CUFFT-type error when running huggingface.py to generate embeddings
salvatoreloguercio opened this issue · comments
Hello,
I am using a slightly modified version of the huggingface.py script to generate embeddings from fasta files. I am using the largest model (1Mb window size), and running it on a A100 80Gb.
I just added a loop ad the end of the huggingface.py which loads fasta files and gets embeddings:
for record in records:
print(record.id)
sequence = str(record.seq)[0:max_length]
tok_seq = tokenizer(sequence)
tok_seq = tok_seq["input_ids"] # grab ids
# place on device, convert to tensor
tok_seq = torch.LongTensor(tok_seq).unsqueeze(0) # unsqueeze for batch dim
tok_seq = tok_seq.to(device)
# prep model and forward
model.to(device)
model.eval()
with torch.inference_mode():
embeddings = model(tok_seq)
However, after a few hundred iterations I get the following CUFFT error, which seems related to out of memory issues:
Traceback (most recent call last):
File "huggingface_1Mbp.py", line 271, in <module>
embeddings = model(tok_seq)
File "/usr/local/lib/python3.8/dist-packages/torch/nn/modules/module.py", line 1130, in _call_impl
return forward_call(*input, **kwargs)
File "/home/hyena-dna/standalone_hyenadna.py", line 914, in forward
hidden_states = self.backbone(input_ids, position_ids=position_ids)
File "/usr/local/lib/python3.8/dist-packages/torch/nn/modules/module.py", line 1130, in _call_impl
return forward_call(*input, **kwargs)
File "/home/hyena-dna/standalone_hyenadna.py", line 728, in forward
hidden_states, residual = layer(hidden_states, residual)
File "/usr/local/lib/python3.8/dist-packages/torch/nn/modules/module.py", line 1130, in _call_impl
return forward_call(*input, **kwargs)
File "/home/hyena-dna/standalone_hyenadna.py", line 530, in forward
hidden_states = self.mixer(hidden_states, **mixer_kwargs)
File "/usr/local/lib/python3.8/dist-packages/torch/nn/modules/module.py", line 1130, in _call_impl
return forward_call(*input, **kwargs)
File "/home/hyena-dna/standalone_hyenadna.py", line 288, in forward
v = self.filter_fn(v, l_filter, k=k[o], bias=bias[o])

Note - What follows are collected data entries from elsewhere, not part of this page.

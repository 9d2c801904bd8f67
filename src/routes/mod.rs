use axum::{
    http::StatusCode,
    response::Json,
    routing::{get, post},
    Router,
};
use serde::Serialize;
use tower_http::{
    cors::{Any, CorsLayer},
    trace::TraceLayer,
};

use crate::handlers;
use crate::state::AppState;

pub mod health;

/// API response wrapper
#[derive(Serialize)]
pub struct ApiResponse<T: Serialize> {
    pub code: bool,
    pub message: String,
    #[serde(skip_serializing_if = "Option::is_none")]
    pub data: Option<T>,
}

impl<T: Serialize> ApiResponse<T> {
    pub fn success(data: T) -> Self {
        Self {
            code: true,
            message: "success".to_string(),
            data: Some(data),
        }
    }

    pub fn error(message: impl Into<String>) -> Self {
        Self {
            code: false,
            message: message.into(),
            data: None,
        }
    }
}

impl ApiResponse<()> {
    pub fn success_msg(message: impl Into<String>) -> Self {
        Self {
            code: true,
            message: message.into(),
            data: None,
        }
    }
}

/// Create the main router
pub fn create_router(state: AppState) -> Router {
    // CORS configuration
    let cors = CorsLayer::new()
        .allow_origin(Any)
        .allow_methods(Any)
        .allow_headers(Any);

    let api_routes = Router::new()
        // Health check
        .route("/health", get(health::health_check))
        // Organization routes
        .route("/organization/add", post(handlers::organization::add_organization))
        .route("/organization/update", post(handlers::organization::update_organization))
        .route("/organization/delete", post(handlers::organization::delete_organization))
        .route("/organization/move", post(handlers::organization::move_organization))
        .route("/organization/query", get(handlers::organization::get_organization))
        .route("/organization/code", get(handlers::organization::get_by_code))
        .route("/organization/tree", get(handlers::organization::get_tree))
        .route("/organization/roots", get(handlers::organization::get_roots))
        .route("/organization/children", get(handlers::organization::get_children))
        .route("/organization/subordinates", get(handlers::organization::get_subordinates))
        .route("/organization/path", get(handlers::organization::get_path))
        .route("/organization/statistics", get(handlers::organization::get_statistics))
        .route("/organization/common-ancestor", get(handlers::organization::get_common_ancestor))
        .route("/organization/search", get(handlers::organization::search))
        .route("/organization/manager", get(handlers::organization::get_by_manager))
        .route("/organization/level", get(handlers::organization::get_by_level))
        // Membership routes
        .route("/membership/join", post(handlers::membership::join))
        .route("/membership/update", post(handlers::membership::update_membership))
        .route("/membership/leave", post(handlers::membership::leave))
        .route("/membership/user", get(handlers::membership::get_by_user))
        .route("/membership/organization", get(handlers::membership::get_by_organization))
        .route("/membership/hierarchy", get(handlers::membership::get_in_hierarchy))
        .route("/membership/logs", get(handlers::membership::get_change_logs));

    Router::new()
        .nest("/api", api_routes)
        .fallback(fallback)
        .layer(TraceLayer::new_for_http())
        .layer(cors)
        .with_state(state)
}

/// Fallback handler for 404
pub async fn fallback() -> (StatusCode, Json<ApiResponse<()>>) {
    (StatusCode::NOT_FOUND, Json(ApiResponse::error("Not Found")))
}
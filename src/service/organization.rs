//! Organization service
//!
//! The only place that changes tree structure. Every mutation validates
//! first and writes second, so a rejected call leaves the store untouched.

use std::collections::HashSet;
use std::sync::Arc;

use async_trait::async_trait;
use chrono::Utc;
use serde::{Deserialize, Serialize};
use uuid::Uuid;

use crate::entity::organization;
use crate::error::{AppError, AppResult, OptionExt};
use crate::identity::UserRef;
use crate::store::{OrganizationStore, WriteBatch};
use crate::tree::{TreeNode, PATH_SEPARATOR};

/// Input of [`OrganizationService::create`]
#[derive(Clone, Debug, Default, Deserialize)]
#[serde(rename_all = "camelCase")]
pub struct NewOrganization {
    pub name: String,
    pub description: Option<String>,
    pub code: Option<String>,
    pub parent_id: Option<Uuid>,
    pub manager: Option<UserRef>,
    #[serde(default)]
    pub sort_number: i32,
    pub phone: Option<String>,
    pub address: Option<String>,
}

impl NewOrganization {
    pub fn named(name: impl Into<String>) -> Self {
        Self {
            name: name.into(),
            ..Default::default()
        }
    }

    pub fn under(mut self, parent_id: Uuid) -> Self {
        self.parent_id = Some(parent_id);
        self
    }

    pub fn with_code(mut self, code: impl Into<String>) -> Self {
        self.code = Some(code.into());
        self
    }

    pub fn with_sort_number(mut self, sort_number: i32) -> Self {
        self.sort_number = sort_number;
        self
    }
}

/// Partial update.
///
/// `None` leaves a field unchanged. Nullable columns take
/// `Some(None)` to clear and `Some(Some(v))` to set.
#[derive(Clone, Debug, Default)]
pub struct UpdateOrganization {
    pub name: Option<String>,
    pub description: Option<Option<String>>,
    pub code: Option<Option<String>>,
    pub parent_id: Option<Option<Uuid>>,
    pub manager: Option<Option<UserRef>>,
    pub sort_number: Option<i32>,
    pub valid: Option<bool>,
    pub phone: Option<Option<String>>,
    pub address: Option<Option<String>>,
}

#[derive(Clone, Debug, PartialEq, Eq, Serialize)]
#[serde(rename_all = "camelCase")]
pub struct OrganizationStatistics {
    pub id: Uuid,
    pub name: String,
    pub level: usize,
    pub direct_children_count: usize,
    pub total_descendants_count: usize,
    pub has_manager: bool,
    pub manager_name: Option<String>,
    pub is_root: bool,
    pub is_leaf: bool,
    pub full_path: String,
}

/// Runs after organizations are deleted, with the removed rows
/// (deepest first). Used to cascade rows that reference them.
#[async_trait]
pub trait RemovalHook: Send + Sync {
    /// Returns the number of dependent rows removed
    async fn organizations_removed(&self, removed: &[organization::Model]) -> AppResult<u64>;
}

pub struct OrganizationService<S> {
    store: Arc<S>,
    removal_hook: Option<Arc<dyn RemovalHook>>,
}

impl<S> Clone for OrganizationService<S> {
    fn clone(&self) -> Self {
        Self {
            store: self.store.clone(),
            removal_hook: self.removal_hook.clone(),
        }
    }
}

impl<S: OrganizationStore> OrganizationService<S> {
    pub fn new(store: Arc<S>) -> Self {
        Self {
            store,
            removal_hook: None,
        }
    }

    pub fn with_removal_hook(mut self, hook: Arc<dyn RemovalHook>) -> Self {
        self.removal_hook = Some(hook);
        self
    }

    pub fn store(&self) -> &Arc<S> {
        &self.store
    }

    async fn load(&self, id: Uuid) -> AppResult<organization::Model> {
        self.store
            .find_by_id(id)
            .await?
            .ok_or_not_found(format!("Organization {id}"))
    }

    pub async fn find(&self, id: Uuid) -> AppResult<Option<organization::Model>> {
        self.store.find_by_id(id).await
    }

    pub async fn find_by_code(&self, code: &str) -> AppResult<Option<organization::Model>> {
        self.store.find_by_code(code).await
    }

    pub async fn create(&self, input: NewOrganization) -> AppResult<organization::Model> {
        if let Some(parent_id) = input.parent_id {
            self.load(parent_id).await?;
        }

        let now = Utc::now();
        let mut model = organization::Model {
            id: Uuid::now_v7(),
            name: input.name,
            description: input.description,
            code: input.code,
            valid: true,
            parent_id: input.parent_id,
            manager_id: None,
            manager_name: None,
            phone: input.phone,
            address: input.address,
            sort_number: input.sort_number,
            created_at: now,
            updated_at: now,
        };
        model.set_manager(input.manager);
        model.validate_attributes()?;

        self.store.save(model.clone()).await?;
        tracing::info!(id = %model.id, "Created organization {}", model.name);
        Ok(model)
    }

    pub async fn update(
        &self,
        id: Uuid,
        changes: UpdateOrganization,
    ) -> AppResult<organization::Model> {
        let mut model = self.load(id).await?;

        if let Some(parent_id) = changes.parent_id {
            self.validate_parent_change(id, parent_id).await?;
            model.parent_id = parent_id;
        }
        if let Some(name) = changes.name {
            model.name = name;
        }
        if let Some(description) = changes.description {
            model.description = description;
        }
        if let Some(code) = changes.code {
            model.code = code;
        }
        if let Some(manager) = changes.manager {
            model.set_manager(manager);
        }
        if let Some(sort_number) = changes.sort_number {
            model.sort_number = sort_number;
        }
        if let Some(valid) = changes.valid {
            model.valid = valid;
        }
        if let Some(phone) = changes.phone {
            model.phone = phone;
        }
        if let Some(address) = changes.address {
            model.address = address;
        }
        model.validate_attributes()?;
        model.updated_at = Utc::now();

        self.store.save(model.clone()).await?;
        tracing::info!(id = %id, "Updated organization {}", model.name);
        Ok(model)
    }

    /// Re-parents `id`; `None` detaches it into a root
    pub async fn move_to(
        &self,
        id: Uuid,
        new_parent: Option<Uuid>,
    ) -> AppResult<organization::Model> {
        let mut model = self.load(id).await?;
        self.validate_parent_change(id, new_parent).await?;

        model.parent_id = new_parent;
        model.updated_at = Utc::now();
        self.store.save(model.clone()).await?;

        tracing::info!(id = %id, parent = ?new_parent, "Moved organization {}", model.name);
        Ok(model)
    }

    /// Deletes `id`. Without `force` the node must have no children at all
    /// (disabled ones included); with `force` the whole subtree goes,
    /// deepest first, in one commit. The removal hook then cascades to
    /// dependent rows. Returns the number of organizations removed.
    pub async fn delete(&self, id: Uuid, force: bool) -> AppResult<u64> {
        let model = self.load(id).await?;
        let children = self.store.find_direct_children(id).await?;

        if !children.is_empty() && !force {
            return Err(AppError::HasChildren);
        }

        let name = model.name.clone();
        let mut doomed = Vec::new();
        let mut seen = HashSet::from([id]);
        self.collect_post_order(children, &mut seen, &mut doomed).await?;
        doomed.push(model);

        let mut batch = WriteBatch::new(self.store.as_ref());
        for organization in &doomed {
            batch.delete(organization.id, false).await?;
        }
        batch.flush().await?;

        let cascaded = match &self.removal_hook {
            Some(hook) => hook.organizations_removed(&doomed).await?,
            None => 0,
        };

        let count = doomed.len() as u64;
        tracing::info!(id = %id, removed = count, cascaded, "Deleted organization {}", name);
        Ok(count)
    }

    async fn collect_post_order(
        &self,
        children: Vec<organization::Model>,
        seen: &mut HashSet<Uuid>,
        out: &mut Vec<organization::Model>,
    ) -> AppResult<()> {
        // Explicit stack instead of async recursion: (node, children expanded)
        let mut stack: Vec<(organization::Model, bool)> =
            children.into_iter().rev().map(|c| (c, false)).collect();

        while let Some((node, expanded)) = stack.pop() {
            if expanded {
                out.push(node);
                continue;
            }
            if !seen.insert(node.id) {
                return Err(AppError::CorruptHierarchy(node.id));
            }
            let grandchildren = self.store.find_direct_children(node.id).await?;
            stack.push((node, true));
            for child in grandchildren.into_iter().rev() {
                stack.push((child, false));
            }
        }
        Ok(())
    }

    async fn validate_parent_change(&self, id: Uuid, new_parent: Option<Uuid>) -> AppResult<()> {
        let Some(parent_id) = new_parent else {
            return Ok(());
        };
        if parent_id == id {
            return Err(AppError::SelfParent);
        }
        self.load(parent_id).await?;
        if self.is_ancestor(id, parent_id).await? {
            return Err(AppError::CircularReference);
        }
        Ok(())
    }

    /// Root-to-self chain, read one parent at a time
    pub async fn path(&self, id: Uuid) -> AppResult<Vec<organization::Model>> {
        let mut path = vec![self.load(id).await?];
        let mut seen = HashSet::from([id]);

        while let Some(parent_id) = path.last().and_then(|m| m.parent_id) {
            if !seen.insert(parent_id) {
                return Err(AppError::CorruptHierarchy(parent_id));
            }
            match self.store.find_by_id(parent_id).await? {
                Some(parent) => path.push(parent),
                None => break,
            }
        }

        path.reverse();
        Ok(path)
    }

    pub async fn level(&self, id: Uuid) -> AppResult<usize> {
        Ok(self.path(id).await?.len() - 1)
    }

    pub async fn full_path(&self, id: Uuid) -> AppResult<String> {
        let names: Vec<String> = self.path(id).await?.into_iter().map(|m| m.name).collect();
        Ok(names.join(PATH_SEPARATOR))
    }

    /// Whether `ancestor` is on the parent chain of `descendant`.
    /// A node is not its own ancestor.
    pub async fn is_ancestor(&self, ancestor: Uuid, descendant: Uuid) -> AppResult<bool> {
        let mut current = self.load(descendant).await?.parent_id;
        let mut seen = HashSet::from([descendant]);

        while let Some(id) = current {
            if id == ancestor {
                return Ok(true);
            }
            if !seen.insert(id) {
                return Err(AppError::CorruptHierarchy(id));
            }
            current = self.store.find_by_id(id).await?.and_then(|m| m.parent_id);
        }
        Ok(false)
    }

    /// Deepest organization shared by both root paths; `None` when the two
    /// live in different trees
    pub async fn common_ancestor(
        &self,
        a: Uuid,
        b: Uuid,
    ) -> AppResult<Option<organization::Model>> {
        let path_a = self.path(a).await?;
        let path_b = self.path(b).await?;

        Ok(path_a
            .into_iter()
            .zip(path_b)
            .take_while(|(x, y)| x.id == y.id)
            .last()
            .map(|(x, _)| x))
    }

    /// Direct children, valid only unless `include_disabled`
    pub async fn subordinates(
        &self,
        id: Uuid,
        include_disabled: bool,
    ) -> AppResult<Vec<organization::Model>> {
        if include_disabled {
            self.store.find_direct_children(id).await
        } else {
            self.store.find_children(Some(id)).await
        }
    }

    /// The whole subtree below `id`, pre-order. Disabled organizations and
    /// everything under them are skipped unless `include_disabled`.
    pub async fn all_subordinates(
        &self,
        id: Uuid,
        include_disabled: bool,
    ) -> AppResult<Vec<organization::Model>> {
        let mut out = Vec::new();
        let mut seen = HashSet::from([id]);
        let mut stack: Vec<organization::Model> = self
            .subordinates(id, include_disabled)
            .await?
            .into_iter()
            .rev()
            .collect();

        while let Some(node) = stack.pop() {
            if !seen.insert(node.id) {
                return Err(AppError::CorruptHierarchy(node.id));
            }
            let children = self.subordinates(node.id, include_disabled).await?;
            stack.extend(children.into_iter().rev());
            out.push(node);
        }
        Ok(out)
    }

    pub async fn statistics(&self, id: Uuid) -> AppResult<OrganizationStatistics> {
        let path = self.path(id).await?;
        let direct = self.subordinates(id, false).await?;
        let all = self.all_subordinates(id, false).await?;
        let has_any_child = !self.store.find_direct_children(id).await?.is_empty();

        let full_path = path
            .iter()
            .map(|m| m.name.as_str())
            .collect::<Vec<_>>()
            .join(PATH_SEPARATOR);
        let level = path.len() - 1;
        let model = path.into_iter().last().ok_or_not_found(format!("Organization {id}"))?;

        Ok(OrganizationStatistics {
            id: model.id,
            name: model.name,
            level,
            direct_children_count: direct.len(),
            total_descendants_count: all.len(),
            has_manager: model.manager_id.is_some(),
            manager_name: model.manager_name,
            is_root: model.parent_id.is_none(),
            is_leaf: !has_any_child,
            full_path,
        })
    }

    pub async fn search(&self, keyword: &str) -> AppResult<Vec<organization::Model>> {
        self.store.find_by_name_contains(keyword).await
    }

    pub async fn find_by_manager(&self, manager_id: &str) -> AppResult<Vec<organization::Model>> {
        self.store.find_by_manager(manager_id).await
    }

    pub async fn find_by_level(&self, level: usize) -> AppResult<Vec<organization::Model>> {
        self.store.find_by_level(level).await
    }

    pub async fn roots(&self) -> AppResult<Vec<organization::Model>> {
        self.store.find_roots().await
    }

    pub async fn children(&self, parent: Option<Uuid>) -> AppResult<Vec<organization::Model>> {
        self.store.find_children(parent).await
    }

    pub async fn tree(&self) -> AppResult<Vec<TreeNode>> {
        self.store.find_tree_structure().await
    }
}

File "/usr/local/lib/python3.8/dist-packages/torch/nn/modules/module.py", line 1130, in _call_impl
return forward_call(*input, **kwargs)
File "/home/hyena-dna/standalone_hyenadna.py", line 222, in forward
y = fftconv(x, k, bias)
File "/home/hyena-dna/standalone_hyenadna.py", line 53, in fftconv
k_f = torch.fft.rfft(k, n=fft_size) / fft_size
RuntimeError: cuFFT error: CUFFT_ALLOC_FAILED
So I was wondering, if there is a way to flush the memory between iterations, in order to prevent this kind of error?
Thanks!
It might be related to cuda 1.17: see https://discord.com/channels/1125706816479821874/1125706817016696926/1128087480021823518
Where you able to solve this? I run into similar issues, randomly while doing inference (I cannot access the discord link btw):
return forward_call(*args, **kwargs) [499/1100]
^^^^^^^^^^^^^^^^^^^^^^^^^^^^^
File "/tmp/.xdg_cache_gbenegas/huggingface/modules/transformers_modules/LongSafari/hyenadna-large-1m-seqlen-hf/8eb99a87c0bbaf0fec9346d72c60360c3a5b9e33/modeling_hyena.py
", line 158, in forward
y = fftconv(x, k, bias)
^^^^^^^^^^^^^^^^^^^
File "/tmp/.xdg_cache_gbenegas/huggingface/modules/transformers_modules/LongSafari/hyenadna-large-1m-seqlen-hf/8eb99a87c0bbaf0fec9346d72c60360c3a5b9e33/modeling_hyena.py
", line 26, in fftconv
y = torch.fft.irfft(u_f * k_f, n=fft_size, norm='forward')[..., :seqlen]
^^^^^^^^^^^^^^^^^^^^^^^^^^^^^^^^^^^^^^^^^^^^^^^^^^^^^^
RuntimeError: cuFFT error: CUFFT_INTERNAL_ERROR
No, I ended up using the model for fewer iterations, then reloading the image. Just a workaround.